The major disease in weaned piglet is post-weaning diarrhoea (PWD). The infection can be prevented when the integrity of the intestine is maintained. In addition the acidiﬁcation in the stomach, which is the primary physiological defence mechanism to reduce the introduction of pathogens, has to be functional too. The low pH is also important to have the right environment for pepsin to exert its digestive function. If protein is not digested efficiently enough it will reach the hind gut, where it is fermented. The fermentation products of proteins have a negative effect on the gut health.
To have a good drop of the gastric pH, the acid binding capacity (ABC) of ingredients and diets should be taken into account when formulating nursery diets. The final feed buffering capacity value is heavily dependent on the sources of minerals and proteins. Cereals and cereal by-products have lower ABC-values. As proteins have a relatively high buffering capacity, the crude protein level of feed has a significant effect on the diet ABC of feed.

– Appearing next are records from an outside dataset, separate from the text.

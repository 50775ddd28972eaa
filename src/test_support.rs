//! Shared fixtures for unit tests: a scripted token provider and a console
//! backed by a throwaway database with a manual clock.

use std::collections::HashSet;
use std::sync::{Arc, Mutex};

use async_trait::async_trait;
use tempfile::TempDir;

use crate::accounts::OAuthAccount;
use crate::config::{Clock, ConsoleConfig};
use crate::oauth::{ExchangeRequest, Provider, TokenGrant, TokenProvider};
use crate::{AdminConsole, ConsoleError};

pub(crate) const START: i64 = 1_700_000_000;

#[derive(Debug)]
struct StubState {
    grant: TokenGrant,
    failure: Option<String>,
    single_use_codes: bool,
    redeemed_codes: HashSet<String>,
    exchange_calls: usize,
    refresh_calls: usize,
}

/// Token provider that answers from memory. Clones share state.
#[derive(Clone, Debug)]
pub(crate) struct StubProvider {
    state: Arc<Mutex<StubState>>,
}

impl Default for StubProvider {
    fn default() -> Self {
        Self {
            state: Arc::new(Mutex::new(StubState {
                grant: TokenGrant {
                    access_token: "at-initial".to_string(),
                    refresh_token: Some("rt-initial".to_string()),
                    expires_in: Some(3_600),
                    email: Some("ops@example.com".to_string()),
                    organization: Some("Example Org".to_string()),
                },
                failure: None,
                single_use_codes: false,
                redeemed_codes: HashSet::new(),
                exchange_calls: 0,
                refresh_calls: 0,
            })),
        }
    }
}

impl StubProvider {
    pub(crate) fn set_grant(&self, grant: TokenGrant) {
        self.state.lock().unwrap().grant = grant;
    }

    pub(crate) fn fail_with(&self, reason: &str) {
        self.state.lock().unwrap().failure = Some(reason.to_string());
    }

    /// Rejects a code the second time it is presented, like a real provider.
    pub(crate) fn reject_reused_codes(&self) {
        self.state.lock().unwrap().single_use_codes = true;
    }

    pub(crate) fn succeed(&self) {
        self.state.lock().unwrap().failure = None;
    }

    pub(crate) fn exchange_calls(&self) -> usize {
        self.state.lock().unwrap().exchange_calls
    }

    pub(crate) fn refresh_calls(&self) -> usize {
        self.state.lock().unwrap().refresh_calls
    }

    fn answer(&self, code: Option<&str>) -> Result<TokenGrant, ConsoleError> {
        let mut state = self.state.lock().unwrap();
        match code {
            Some(code) => {
                state.exchange_calls += 1;
                if state.single_use_codes && !state.redeemed_codes.insert(code.to_string()) {
                    return Err(ConsoleError::UpstreamExchangeFailed(
                        "token endpoint returned status 400: error=invalid_grant".to_string(),
                    ));
                }
            }
            None => state.refresh_calls += 1,
        }
        match &state.failure {
            Some(reason) => Err(ConsoleError::UpstreamExchangeFailed(format!(
                "token endpoint returned status 400: error={reason}"
            ))),
            None => Ok(state.grant.clone()),
        }
    }
}

#[async_trait]
impl TokenProvider for StubProvider {
    fn provider(&self) -> Provider {
        Provider::Claude
    }

    fn authorization_url(&self, code_challenge: &str, state: &str) -> Result<String, ConsoleError> {
        Ok(format!(
            "https://auth.example.test/authorize?code_challenge={code_challenge}&state={state}"
        ))
    }

    async fn exchange_code(
        &self,
        code: &str,
        _code_verifier: &str,
        _state: &str,
    ) -> Result<TokenGrant, ConsoleError> {
        self.answer(Some(code))
    }

    async fn refresh_token(&self, _refresh_token: &str) -> Result<TokenGrant, ConsoleError> {
        self.answer(None)
    }
}

pub(crate) async fn console() -> (AdminConsole, TempDir, Clock) {
    console_with(StubProvider::default(), |_| {}).await
}

pub(crate) async fn console_with(
    provider: StubProvider,
    configure: impl FnOnce(&mut ConsoleConfig),
) -> (AdminConsole, TempDir, Clock) {
    let dir = tempfile::tempdir().unwrap();
    let path = dir.path().join("console.db");
    let clock = Clock::manual(START);
    let mut config = ConsoleConfig {
        clock: clock.clone(),
        ..ConsoleConfig::default()
    };
    configure(&mut config);

    let console = AdminConsole::with_provider(path.to_str().unwrap(), config, Arc::new(provider))
        .await
        .unwrap();
    (console, dir, clock)
}

/// Runs a full unbound authorization and returns the new account.
pub(crate) async fn authorize(console: &AdminConsole) -> OAuthAccount {
    let pending = console
        .sessions()
        .begin_session(Provider::Claude, None)
        .await
        .unwrap();
    console
        .sessions()
        .exchange(ExchangeRequest {
            code: "code-from-provider".to_string(),
            code_verifier: pending.code_verifier,
            state: Some(pending.state),
            bound_account_id: None,
        })
        .await
        .unwrap()
        .account
}
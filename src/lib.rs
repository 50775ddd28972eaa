use std::sync::Arc;

use sqlx::SqlitePool;
use thiserror::Error;
use tracing::info;

pub mod accounts;
pub mod api_keys;
pub mod config;
pub mod diagnostics;
pub mod oauth;
pub mod poll;
pub mod rate_limit;
mod store;
#[cfg(test)]
mod test_support;

use accounts::AccountRegistry;
use api_keys::ApiKeyRegistry;
use config::{Clock, ConsoleConfig};
use diagnostics::RequestDiagnostics;
use oauth::{AuthorizationSessionManager, ClaudeProvider, TokenProvider};
use rate_limit::RateLimitDefaults;

/// Control plane for the relay: upstream OAuth accounts, client API keys and
/// their rate-limit defaults, all over one SQLite store.
#[derive(Clone, Debug)]
pub struct AdminConsole {
    pool: SqlitePool,
    sessions: AuthorizationSessionManager,
    accounts: AccountRegistry,
    api_keys: ApiKeyRegistry,
    rate_limits: RateLimitDefaults,
    diagnostics: RequestDiagnostics,
    clock: Clock,
}

impl AdminConsole {
    /// Opens the store and talks to Claude's OAuth endpoints from `config`.
    pub async fn open(database_path: &str, config: ConsoleConfig) -> Result<Self, ConsoleError> {
        let provider = ClaudeProvider::new(config.endpoints.clone())?;
        Self::with_provider(database_path, config, Arc::new(provider)).await
    }

    pub async fn with_provider(
        database_path: &str,
        config: ConsoleConfig,
        provider: Arc<dyn TokenProvider>,
    ) -> Result<Self, ConsoleError> {
        let pool = store::connect(database_path).await?;
        let clock = config.clock.clone();

        let rate_limits =
            RateLimitDefaults::load(pool.clone(), config.rate_limit_defaults, clock.clone())
                .await?;
        let accounts = AccountRegistry::new(pool.clone(), provider.clone(), clock.clone());
        let sessions = AuthorizationSessionManager::new(
            pool.clone(),
            provider.clone(),
            accounts.clone(),
            config.session_ttl_secs,
            clock.clone(),
        );
        let api_keys = ApiKeyRegistry::new(
            pool.clone(),
            rate_limits.clone(),
            config.key_bounds,
            clock.clone(),
        );
        let diagnostics = RequestDiagnostics::new(pool.clone(), clock.clone());

        info!(
            database = database_path,
            provider = provider.provider().as_str(),
            "admin console ready"
        );

        Ok(Self {
            pool,
            sessions,
            accounts,
            api_keys,
            rate_limits,
            diagnostics,
            clock,
        })
    }

    pub fn sessions(&self) -> &AuthorizationSessionManager {
        &self.sessions
    }

    pub fn accounts(&self) -> &AccountRegistry {
        &self.accounts
    }

    pub fn api_keys(&self) -> &ApiKeyRegistry {
        &self.api_keys
    }

    pub fn rate_limits(&self) -> &RateLimitDefaults {
        &self.rate_limits
    }

    pub fn diagnostics(&self) -> &RequestDiagnostics {
        &self.diagnostics
    }

    pub fn clock(&self) -> &Clock {
        &self.clock
    }

    pub fn pool(&self) -> &SqlitePool {
        &self.pool
    }
}

#[derive(Debug, Error)]
pub enum ConsoleError {
    #[error("unsupported provider: {0}")]
    UnsupportedProvider(String),
    #[error("authorization session not found; generate a new authorization link and try again")]
    SessionNotFound,
    #[error("authorization session has expired; generate a new authorization link and try again")]
    SessionExpired,
    #[error("authorization code has already been used; generate a new authorization link and try again")]
    SessionAlreadyConsumed,
    #[error("account not found: {0}")]
    AccountNotFound(String),
    #[error("api key not found: {0}")]
    KeyNotFound(String),
    #[error("{0}")]
    Validation(String),
    #[error("missing or invalid credentials")]
    Unauthorized,
    #[error("token exchange failed: {0}")]
    UpstreamExchangeFailed(String),
    #[error("invalid endpoint '{endpoint}': {source}")]
    InvalidEndpoint {
        endpoint: String,
        #[source]
        source: url::ParseError,
    },
    #[error("database error: {0}")]
    Database(#[from] sqlx::Error),
    #[error("http error: {0}")]
    Http(#[from] reqwest::Error),
    #[error("serialization error: {0}")]
    Serialization(#[from] serde_json::Error),
}

impl ConsoleError {
    /// Stable machine-readable code carried in error responses.
    pub fn code(&self) -> &'static str {
        match self {
            ConsoleError::UnsupportedProvider(_) => "UNSUPPORTED_PROVIDER",
            ConsoleError::SessionNotFound => "SESSION_NOT_FOUND",
            ConsoleError::SessionExpired => "SESSION_EXPIRED",
            ConsoleError::SessionAlreadyConsumed => "SESSION_ALREADY_CONSUMED",
            ConsoleError::AccountNotFound(_) => "ACCOUNT_NOT_FOUND",
            ConsoleError::KeyNotFound(_) => "KEY_NOT_FOUND",
            ConsoleError::Validation(_) => "VALIDATION_ERROR",
            ConsoleError::Unauthorized => "UNAUTHORIZED",
            ConsoleError::UpstreamExchangeFailed(_) => "UPSTREAM_EXCHANGE_FAILED",
            ConsoleError::InvalidEndpoint { .. } => "INVALID_ENDPOINT",
            ConsoleError::Database(_) => "DATABASE_ERROR",
            ConsoleError::Http(_) => "HTTP_ERROR",
            ConsoleError::Serialization(_) => "SERIALIZATION_ERROR",
        }
    }
}

/// `first 8 + "..." + last 8`; anything too short to split is fully starred.
pub fn mask_secret(secret: &str) -> String {
    let chars: Vec<char> = secret.chars().collect();
    if chars.len() <= 16 {
        return "*".repeat(chars.len());
    }
    let head: String = chars[..8].iter().collect();
    let tail: String = chars[chars.len() - 8..].iter().collect();
    format!("{head}...{tail}")
}

#[cfg(test)]
mod tests {
    use super::*;

    #[test]
    fn mask_keeps_eight_characters_each_side() {
        assert_eq!(
            mask_secret("sk-relay-0123456789abcdefghijklmnopqrstuvwxyzABCD"),
            "sk-relay...wxyzABCD"
        );
        assert_eq!(mask_secret("short"), "*****");
        assert_eq!(mask_secret(""), "");
    }

    #[test]
    fn regenerate_hint_is_part_of_session_errors() {
        for err in [
            ConsoleError::SessionNotFound,
            ConsoleError::SessionExpired,
            ConsoleError::SessionAlreadyConsumed,
        ] {
            assert!(err.to_string().contains("generate a new authorization link"));
        }
        assert_eq!(ConsoleError::SessionExpired.code(), "SESSION_EXPIRED");
    }
}
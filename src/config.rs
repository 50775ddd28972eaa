use std::sync::{
    Arc,
    atomic::{AtomicI64, Ordering},
};

use chrono::Utc;

use crate::oauth::OAuthEndpoints;
use crate::rate_limit::RateLimitSettings;

/// Default lifetime of a pending authorization session.
pub const DEFAULT_SESSION_TTL_SECS: i64 = 10 * 60;

pub const DEFAULT_MAX_REQUESTS_PER_MINUTE: u32 = 10_000;
pub const DEFAULT_MAX_EXPIRES_IN_DAYS: i64 = 365;

pub(crate) const SECONDS_PER_DAY: i64 = 24 * 60 * 60;

/// Wall clock used for every expiry decision.
///
/// Production code uses the system clock; tests swap in a manual clock so
/// they can step past session and token deadlines without sleeping.
#[derive(Clone, Debug, Default)]
pub struct Clock {
    manual: Option<Arc<AtomicI64>>,
}

impl Clock {
    pub fn system() -> Self {
        Self::default()
    }

    pub fn manual(start: i64) -> Self {
        Self {
            manual: Some(Arc::new(AtomicI64::new(start))),
        }
    }

    /// Current unix timestamp in seconds.
    pub fn now(&self) -> i64 {
        match &self.manual {
            Some(value) => value.load(Ordering::SeqCst),
            None => Utc::now().timestamp(),
        }
    }

    /// Moves a manual clock forward. No-op on the system clock.
    pub fn advance(&self, seconds: i64) {
        if let Some(value) = &self.manual {
            value.fetch_add(seconds, Ordering::SeqCst);
        }
    }
}

/// Upper bounds enforced when API keys are created or edited.
#[derive(Clone, Copy, Debug, PartialEq, Eq)]
pub struct KeyBounds {
    pub max_requests_per_minute: u32,
    pub max_expires_in_days: i64,
}

impl Default for KeyBounds {
    fn default() -> Self {
        Self {
            max_requests_per_minute: DEFAULT_MAX_REQUESTS_PER_MINUTE,
            max_expires_in_days: DEFAULT_MAX_EXPIRES_IN_DAYS,
        }
    }
}

/// Process-wide settings handed to the registries at construction.
#[derive(Clone, Debug)]
pub struct ConsoleConfig {
    pub session_ttl_secs: i64,
    pub key_bounds: KeyBounds,
    /// Used until an operator stores different defaults.
    pub rate_limit_defaults: RateLimitSettings,
    pub endpoints: OAuthEndpoints,
    pub clock: Clock,
}

impl Default for ConsoleConfig {
    fn default() -> Self {
        Self {
            session_ttl_secs: DEFAULT_SESSION_TTL_SECS,
            key_bounds: KeyBounds::default(),
            rate_limit_defaults: RateLimitSettings::default(),
            endpoints: OAuthEndpoints::claude(),
            clock: Clock::system(),
        }
    }
}
impl From<OAuthAccount> for AccountView {
    fn from(account: OAuthAccount) -> Self {
        Self {
            id: account.id,
            provider: account.provider,
            email: account.external_identifier,
            organization: account.organization,
            access_token: mask_secret(&account.access_token),
            refresh_token: account.refresh_token.as_deref().map(mask_secret),
            token_expires_at: account.token_expires_at,
            enabled: account.enabled,
            rate_limited: account.rate_limited,
            status: account.status,
            created_at: account.created_at,
            updated_at: account.updated_at,
            last_used_at: account.last_used_at,
            total_requests: account.total_requests,
            total_tokens: account.total_tokens,
        }
    }
}

#[derive(Debug, Serialize)]
#[serde(rename_all = "camelCase")]
struct ApiKeyView {
    id: String,
    masked_key: String,
    name: String,
    description: Option<String>,
    status: &'static str,
    rate_limit: u32,
    tokens_per_day: u64,
    allowed_clients: Option<Vec<String>>,
    created_at: i64,
    updated_at: i64,
    expires_at: Option<i64>,
    last_used_at: Option<i64>,
    total_requests: i64,
    total_tokens: i64,
}

impl From<ApiKey> for ApiKeyView {
    fn from(key: ApiKey) -> Self {
        Self {
            id: key.id,
            masked_key: key.masked_key,
            name: key.name,
            description: key.description,
            status: if key.enabled { "active" } else { "inactive" },
            rate_limit: key.rate_limit.requests_per_minute,
            tokens_per_day: key.rate_limit.tokens_per_day,
            allowed_clients: key.allowed_clients,
            created_at: key.created_at,
            updated_at: key.updated_at,
            expires_at: key.expires_at,
            last_used_at: key.last_used_at,
            total_requests: key.total_requests,
            total_tokens: key.total_tokens,
        }
    }
}
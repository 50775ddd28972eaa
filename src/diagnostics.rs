use serde::Serialize;
use sqlx::{Row, SqlitePool};

use crate::ConsoleError;
use crate::config::Clock;

/// One relayed request as the relay reports it.
#[derive(Debug, Clone, Default)]
pub struct RequestLogEntry<'a> {
    pub api_key_id: Option<&'a str>,
    pub api_key_display: Option<&'a str>,
    pub account_id: Option<&'a str>,
    pub account_email: Option<&'a str>,
    pub provider: Option<&'a str>,
    pub method: &'a str,
    pub endpoint: &'a str,
    pub status_code: Option<u16>,
    pub total_tokens: u64,
    pub latency_ms: Option<u64>,
    pub error_message: Option<&'a str>,
}

#[derive(Debug, Clone, PartialEq, Eq, Serialize)]
#[serde(rename_all = "camelCase")]
pub struct RequestLogRecord {
    pub id: i64,
    pub api_key_id: Option<String>,
    pub api_key_display: Option<String>,
    pub account_id: Option<String>,
    pub account_email: Option<String>,
    pub provider: Option<String>,
    pub method: String,
    pub endpoint: String,
    pub status_code: Option<i64>,
    pub total_tokens: i64,
    pub latency_ms: Option<i64>,
    pub error_message: Option<String>,
    pub created_at: i64,
}

/// Audit trail of relayed requests. Rows keep their own copy of the key and
/// account labels, so deleting either leaves history intact.
#[derive(Clone, Debug)]
pub struct RequestDiagnostics {
    pool: SqlitePool,
    clock: Clock,
}

impl RequestDiagnostics {
    pub(crate) fn new(pool: SqlitePool, clock: Clock) -> Self {
        Self { pool, clock }
    }

    pub async fn record(&self, entry: RequestLogEntry<'_>) -> Result<i64, ConsoleError> {
        let id = sqlx::query(
            r#"
            INSERT INTO request_logs (
                api_key_id,
                api_key_display,
                account_id,
                account_email,
                provider,
                method,
                endpoint,
                status_code,
                total_tokens,
                latency_ms,
                error_message,
                created_at
            ) VALUES (?, ?, ?, ?, ?, ?, ?, ?, ?, ?, ?, ?)
            "#,
        )
        .bind(entry.api_key_id)
        .bind(entry.api_key_display)
        .bind(entry.account_id)
        .bind(entry.account_email)
        .bind(entry.provider)
        .bind(entry.method)
        .bind(entry.endpoint)
        .bind(entry.status_code.map(i64::from))
        .bind(i64::try_from(entry.total_tokens).unwrap_or(i64::MAX))
        .bind(entry.latency_ms.map(|ms| i64::try_from(ms).unwrap_or(i64::MAX)))
        .bind(entry.error_message)
        .bind(self.clock.now())
        .execute(&self.pool)
        .await?
        .last_insert_rowid();

        Ok(id)
    }

    pub async fn recent(&self, limit: usize) -> Result<Vec<RequestLogRecord>, ConsoleError> {
        let limit = limit.clamp(1, 500) as i64;

        let rows = sqlx::query(
            r#"
            SELECT
                id,
                api_key_id,
                api_key_display,
                account_id,
                account_email,
                provider,
                method,
                endpoint,
                status_code,
                total_tokens,
                latency_ms,
                error_message,
                created_at
            FROM request_logs
            ORDER BY created_at DESC, id DESC
            LIMIT ?
            "#,
        )
        .bind(limit)
        .fetch_all(&self.pool)
        .await?;

        let records = rows
            .into_iter()
            .map(|row| -> Result<RequestLogRecord, sqlx::Error> {
                Ok(RequestLogRecord {
                    id: row.try_get("id")?,
                    api_key_id: row.try_get("api_key_id")?,
                    api_key_display: row.try_get("api_key_display")?,
                    account_id: row.try_get("account_id")?,
                    account_email: row.try_get("account_email")?,
                    provider: row.try_get("provider")?,
                    method: row.try_get("method")?,
                    endpoint: row.try_get("endpoint")?,
                    status_code: row.try_get("status_code")?,
                    total_tokens: row.try_get("total_tokens")?,
                    latency_ms: row.try_get("latency_ms")?,
                    error_message: row.try_get("error_message")?,
                    created_at: row.try_get("created_at")?,
                })
            })
            .collect::<Result<Vec<_>, _>>()?;

        Ok(records)
    }
}

#[cfg(test)]
mod tests {
    use super::*;
    use crate::api_keys::NewApiKey;
    use crate::test_support::{authorize, console};

    #[tokio::test]
    async fn rows_survive_key_and_account_deletion() {
        let (console, _dir, clock) = console().await;
        let account = authorize(&console).await;
        let key = console
            .api_keys()
            .create(NewApiKey::new("K1", 30))
            .await
            .unwrap()
            .key;

        let diagnostics = console.diagnostics();
        diagnostics
            .record(RequestLogEntry {
                api_key_id: Some(&key.id),
                api_key_display: Some(&key.masked_key),
                account_id: Some(&account.id),
                account_email: Some(&account.external_identifier),
                provider: Some("claude"),
                method: "POST",
                endpoint: "/v1/messages",
                status_code: Some(200),
                total_tokens: 321,
                latency_ms: Some(850),
                error_message: None,
            })
            .await
            .unwrap();
        clock.advance(1);
        diagnostics
            .record(RequestLogEntry {
                api_key_id: Some(&key.id),
                method: "POST",
                endpoint: "/v1/messages",
                status_code: Some(429),
                error_message: Some("rate limited upstream"),
                ..Default::default()
            })
            .await
            .unwrap();

        console.api_keys().delete(&key.id).await.unwrap();
        console.accounts().delete(&account.id).await.unwrap();

        let logs = diagnostics.recent(10).await.unwrap();
        assert_eq!(logs.len(), 2);
        assert_eq!(logs[0].status_code, Some(429));
        assert_eq!(logs[1].api_key_display.as_deref(), Some(key.masked_key.as_str()));
        assert_eq!(logs[1].account_email.as_deref(), Some("ops@example.com"));
        assert_eq!(logs[1].total_tokens, 321);
    }

    #[tokio::test]
    async fn limit_is_clamped() {
        let (console, _dir, _clock) = console().await;
        let diagnostics = console.diagnostics();
        for _ in 0..3 {
            diagnostics
                .record(RequestLogEntry {
                    method: "GET",
                    endpoint: "/v1/models",
                    ..Default::default()
                })
                .await
                .unwrap();
        }
        assert_eq!(diagnostics.recent(0).await.unwrap().len(), 1);
        assert_eq!(diagnostics.recent(10_000).await.unwrap().len(), 3);
    }
}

By using highly digestible proteins (like plasma and milk), and use of synthetic amino acids, lower protein levels in diets are needed. It is sufficient to have 17-18% highly digestible crude protein when the key essential amino acids are balanced. Plasma protein is a valuable ingredient for this purpose. To optimise the ABC-value one can optimise on the Ca and P levels, and critically look whether limestone (calcium carbonate) or calcium formate (as a Ca source) and monocalcium phosphate or dicalcium phosphate (as a P source) is used. Adding organic acids in the feed will lower the buffering capacity value. Care has to be taken that the organic acid do not negatively affect the palatability of the feed.
The suckling and weaning phases are a period of life where high mortality is seen and where the health of the pig needs support. In this phase the smallest amounts of feed are consumed and therefore better quality products can be included in milk replacers and starter feeds. In this way feed can be a part of the strategy to support the health of piglets and reduce the use of antibiotics.
For proteins in these formulations it means that they must be highly digestible and that inclusion levels are not too high. Plasma proteins have many benefits in the formulation of nursery diets and milk replacers, given their good palatability, their amino acid profile, the digestibility of their proteins, and last but not least their immunoglobulins that replace the IgGs normally provided with milk and colostrum.